Finanzminister Christian Lindner (FDP) und Wissing hätten sich beide zu der Idee eines Fonds bekannt und diesen auch gefordert, sagte Krischer. Aber bisher sei nichts geschehen. Der Investitionsfonds für die Verkehrsinfrastruktur soll laut NRW-Beschlussvorschlag als Sondervermögen des Bundes über ein entsprechendes Gesetz mit Zustimmung des Bundesrates aufgelegt werden. Zur Finanzierung vor allem der Schieneninfrastruktur sollten laut Beschlussvorlage verstärkt auch Mittel aus der CO2-Bepreisung im Verkehr eingesetzt werden. Empfohlen wird ebenfalls die Prüfung, ob und wie privates Kapital zur Finanzierung des Fonds aktiviert werden kann. Aus Sicht der Verkehrsministerkonferenz müsse es das gemeinsame Ziel sein, den politischen Entscheidungsträgern in der kommenden Legislaturperiode „ein ausgewogenes und zukunftsfestes Fondsmodell zur Beschlussfassung vorlegen zu können”, heißt es in der Vorlage.

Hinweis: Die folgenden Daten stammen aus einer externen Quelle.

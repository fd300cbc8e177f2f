use crate::error::{SqlSheetError, UserFriendlyError};
use crate::extractor::{DocumentOutcome, ExtractionReport};
use crate::pipeline::PipelineReport;
use crate::scanner::SourceDocument;
use console::{style, Emoji, Term};
use std::time::Duration;

#[derive(Debug, Clone, Copy, PartialEq)]
pub enum OutputMode {
    Human,
    Json,
    Plain,
}

impl OutputMode {
    pub fn from_string(s: &str) -> Self {
        match s.to_lowercase().as_str() {
            "json" => OutputMode::Json,
            "plain" => OutputMode::Plain,
            _ => OutputMode::Human,
        }
    }
}

static CHECKMARK: Emoji = Emoji("✅ ", "✓ ");
static CROSS: Emoji = Emoji("❌ ", "✗ ");
static INFO: Emoji = Emoji("ℹ️  ", "i ");
static WARNING: Emoji = Emoji("⚠️  ", "! ");
static ROCKET: Emoji = Emoji("🚀 ", "> ");
static SPARKLES: Emoji = Emoji("✨ ", "* ");

pub struct OutputFormatter {
    mode: OutputMode,
    use_colors: bool,
    verbose_level: u8,
    quiet: bool,
}

impl OutputFormatter {
    pub fn new(mode: OutputMode, verbose: u8, quiet: bool) -> Self {
        let use_colors = match mode {
            OutputMode::Human => Term::stdout().features().colors_supported() && !quiet,
            _ => false,
        };

        Self {
            mode,
            use_colors,
            verbose_level: if quiet { 0 } else { verbose },
            quiet,
        }
    }

    pub fn mode(&self) -> OutputMode {
        self.mode
    }

    pub fn success(&self, message: &str) {
        if self.quiet {
            return;
        }
        match self.mode {
            OutputMode::Human => self.print_human_message(MessageType::Success, message),
            OutputMode::Json => self.print_json_message("success", message),
            OutputMode::Plain => println!("SUCCESS: {}", message),
        }
    }

    pub fn error(&self, message: &str) {
        match self.mode {
            OutputMode::Human => self.print_human_message(MessageType::Error, message),
            OutputMode::Json => self.print_json_message("error", message),
            OutputMode::Plain => eprintln!("ERROR: {}", message),
        }
    }

    pub fn warning(&self, message: &str) {
        if self.should_show_message(0) {
            match self.mode {
                OutputMode::Human => self.print_human_message(MessageType::Warning, message),
                OutputMode::Json => self.print_json_message("warning", message),
                OutputMode::Plain => println!("WARNING: {}", message),
            }
        }
    }

    pub fn info(&self, message: &str) {
        if self.should_show_message(0) {
            match self.mode {
                OutputMode::Human => self.print_human_message(MessageType::Info, message),
                OutputMode::Json => self.print_json_message("info", message),
                OutputMode::Plain => println!("INFO: {}", message),
            }
        }
    }

    pub fn debug(&self, message: &str) {
        if self.should_show_message(1) {
            match self.mode {
                OutputMode::Human => {
                    if self.use_colors {
                        println!("  {}", style(message).dim());
                    } else {
                        println!("  DEBUG: {}", message);
                    }
                }
                OutputMode::Json => self.print_json_message("debug", message),
                OutputMode::Plain => println!("DEBUG: {}", message),
            }
        }
    }

    pub fn start_operation(&self, operation: &str) {
        if self.should_show_message(0) {
            match self.mode {
                OutputMode::Human => {
                    if self.use_colors {
                        println!("{}{}", ROCKET, style(operation).bold());
                    } else {
                        println!("> {}", operation);
                    }
                }
                OutputMode::Json => self.print_json_message("operation_start", operation),
                OutputMode::Plain => println!("STARTING: {}", operation),
            }
        }
    }

    pub fn print_user_friendly_error(&self, error: &SqlSheetError) {
        self.error(&error.user_message());

        if let Some(suggestion) = error.suggestion() {
            match self.mode {
                OutputMode::Human => {
                    eprintln!();
                    if self.use_colors {
                        eprintln!(
                            "{}{}",
                            INFO,
                            style(format!("Suggestion: {}", suggestion)).cyan()
                        );
                    } else {
                        eprintln!("Suggestion: {}", suggestion);
                    }
                }
                OutputMode::Json => {
                    self.print_json_object(&serde_json::json!({
                        "type": "suggestion",
                        "message": suggestion
                    }));
                }
                OutputMode::Plain => eprintln!("SUGGESTION: {}", suggestion),
            }
        }
    }

    pub fn print_header(&self, title: &str) {
        if self.quiet {
            return;
        }

        match self.mode {
            OutputMode::Human => {
                println!();
                if self.use_colors {
                    println!("{} {}", SPARKLES, style(title).bold().cyan());
                } else {
                    println!("=== {} ===", title);
                }
                println!();
            }
            OutputMode::Json => {
                self.print_json_object(&serde_json::json!({
                    "type": "header",
                    "title": title
                }));
            }
            OutputMode::Plain => println!("=== {} ===", title),
        }
    }

    pub fn print_separator(&self) {
        if self.quiet {
            return;
        }

        match self.mode {
            OutputMode::Human if self.use_colors => println!("{}", style("─".repeat(60)).dim()),
            OutputMode::Human | OutputMode::Plain => println!("{}", "-".repeat(60)),
            OutputMode::Json => {}
        }
    }

    /// Documents a dry run would process.
    pub fn print_document_list(&self, documents: &[SourceDocument]) {
        match self.mode {
            OutputMode::Json => {
                let names: Vec<&str> = documents.iter().map(|d| d.file_name.as_str()).collect();
                self.print_json_object(&serde_json::json!({
                    "type": "documents",
                    "documents": names
                }));
            }
            _ => {
                if self.quiet {
                    return;
                }
                for document in documents {
                    println!("  {} ({} bytes)", document.file_name, document.size);
                }
            }
        }
    }

    /// Always printed, even in quiet mode, so completion is reported.
    pub fn print_extraction_report(&self, report: &ExtractionReport) {
        match self.mode {
            OutputMode::Human => self.print_human_report(report),
            OutputMode::Json => {
                let json_output =
                    serde_json::to_string_pretty(report).unwrap_or_else(|_| "{}".to_string());
                println!("{}", json_output);
            }
            OutputMode::Plain => self.print_plain_report(report),
        }
    }

    pub fn print_pipeline_report(&self, report: &PipelineReport) {
        match self.mode {
            OutputMode::Json => {
                let json_output =
                    serde_json::to_string_pretty(report).unwrap_or_else(|_| "{}".to_string());
                println!("{}", json_output);
            }
            OutputMode::Human | OutputMode::Plain => {
                if !self.quiet {
                    self.print_separator();
                    println!("  Scripts:           {}", report.scripts);
                    println!("  Notebooks written: {}", report.notebooks_written);
                    if report.uploads_failed > 0 {
                        println!("  Uploads failed:    {}", report.uploads_failed);
                    }
                    println!(
                        "  Time taken:        {}",
                        format_duration(Duration::from_secs_f64(report.elapsed_seconds))
                    );
                    if !report.errors.is_empty() {
                        println!("  Issues encountered:");
                        for error in &report.errors {
                            println!("    - {}", error);
                        }
                    }
                    self.print_separator();
                }
                self.completion_line(&format!(
                    "All tasks completed. Summary CSV saved at {}",
                    report.summary_file.display()
                ));
            }
        }
    }

    fn print_human_report(&self, report: &ExtractionReport) {
        if !self.quiet {
            self.print_header("Extraction Report");

            for document in &report.documents {
                let line = match &document.outcome {
                    DocumentOutcome::Extracted {
                        files,
                        skipped_rows,
                    } => format!(
                        "{}: {} file(s) written, {} row(s) skipped",
                        document.document, files, skipped_rows
                    ),
                    DocumentOutcome::Skipped { reason } => {
                        format!("{}: skipped ({})", document.document, reason)
                    }
                    DocumentOutcome::Failed { error } => {
                        format!("{}: failed ({})", document.document, error)
                    }
                };

                if self.use_colors {
                    let styled = match document.outcome {
                        DocumentOutcome::Extracted { .. } => style(line).green(),
                        DocumentOutcome::Skipped { .. } => style(line).yellow(),
                        DocumentOutcome::Failed { .. } => style(line).red(),
                    };
                    println!("  {}", styled);
                } else {
                    println!("  {}", line);
                }
            }

            let summary = &report.summary;
            println!();
            println!("  Workbooks seen:      {}", summary.documents_seen);
            println!("  Workbooks extracted: {}", summary.documents_extracted);
            println!("  Workbooks skipped:   {}", summary.documents_skipped);
            println!("  Workbooks failed:    {}", summary.documents_failed);
            println!("  Files written:       {}", summary.files_written);
            println!("  Rows skipped:        {}", summary.rows_skipped);
            println!(
                "  Time taken:          {}",
                format_duration(Duration::from_secs_f64(summary.elapsed_seconds))
            );

            if report.has_errors() {
                println!();
                println!("Issues encountered:");
                for error in &report.errors {
                    println!("  - {}", error);
                }
            }
            self.print_separator();
        }

        self.completion_line(&self.completion_message(report));
    }

    fn print_plain_report(&self, report: &ExtractionReport) {
        if !self.quiet {
            for document in &report.documents {
                let status = match &document.outcome {
                    DocumentOutcome::Extracted { files, .. } => format!("EXTRACTED {}", files),
                    DocumentOutcome::Skipped { reason } => format!("SKIPPED {}", reason),
                    DocumentOutcome::Failed { error } => format!("FAILED {}", error),
                };
                println!("{}: {}", document.document, status);
            }
            println!("Files: {}", report.summary.files_written);
            println!("Rows skipped: {}", report.summary.rows_skipped);
            if report.has_errors() {
                println!("Errors: {}", report.errors.len());
            }
        }
        println!("COMPLETED: {}", self.completion_message(report));
    }

    fn completion_message(&self, report: &ExtractionReport) -> String {
        if report.dry_run {
            format!(
                "Dry run complete: {} workbook(s) would be processed into {}",
                report.summary.documents_seen,
                report.output_folder.display()
            )
        } else {
            format!(
                "Extraction complete: {} file(s) written to {}",
                report.summary.files_written,
                report.output_folder.display()
            )
        }
    }

    fn completion_line(&self, message: &str) {
        match self.mode {
            OutputMode::Human if self.use_colors => {
                println!("{}{}", CHECKMARK, style(message).green().bold())
            }
            OutputMode::Human => println!("✓ {}", message),
            OutputMode::Plain => println!("COMPLETED: {}", message),
            OutputMode::Json => self.print_json_message("completed", message),
        }
    }

    fn should_show_message(&self, min_verbose_level: u8) -> bool {
        !self.quiet && self.verbose_level >= min_verbose_level
    }

    fn print_human_message(&self, msg_type: MessageType, message: &str) {
        if self.use_colors {
            let (emoji, styled) = match msg_type {
                MessageType::Success => (CHECKMARK, style(message).green().bold()),
                MessageType::Error => (CROSS, style(message).red().bold()),
                MessageType::Warning => (WARNING, style(message).yellow().bold()),
                MessageType::Info => (INFO, style(message).cyan()),
            };

            match msg_type {
                MessageType::Error => eprintln!("{}{}", emoji, styled),
                _ => println!("{}{}", emoji, styled),
            }
        } else {
            let prefix = match msg_type {
                MessageType::Success => "✓",
                MessageType::Error => "✗",
                MessageType::Warning => "!",
                MessageType::Info => "i",
            };

            match msg_type {
                MessageType::Error => eprintln!("{} {}", prefix, message),
                _ => println!("{} {}", prefix, message),
            }
        }
    }

    fn print_json_message(&self, level: &str, message: &str) {
        self.print_json_object(&serde_json::json!({
            "type": "message",
            "level": level,
            "message": message,
            "timestamp": chrono::Utc::now().to_rfc3339()
        }));
    }

    fn print_json_object(&self, obj: &serde_json::Value) {
        println!(
            "{}",
            serde_json::to_string(obj).unwrap_or_else(|_| "{}".to_string())
        );
    }
}

#[derive(Debug, Clone, Copy)]
enum MessageType {
    Success,
    Error,
    Warning,
    Info,
}

fn format_duration(duration: Duration) -> String {
    crate::ui::progress::format_duration(duration)
}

Werden die aktuellen Pläne reichen? „Die Investitionen des Bundes in die Infrastruktur haben sich in den vergangenen Jahren ebenso beachtlich wie unzureichend entwickelt“, sagt Verkehrsexperte Thomas Puls vom IW. Der angedachte Verkehrsinfrastrukturfonds sei eine gute Idee. Infrastrukturprojekte bräuchten Planungssicherheit, mit dem Fonds ließen sich mehrjährige Finanzierungszusagen treffen.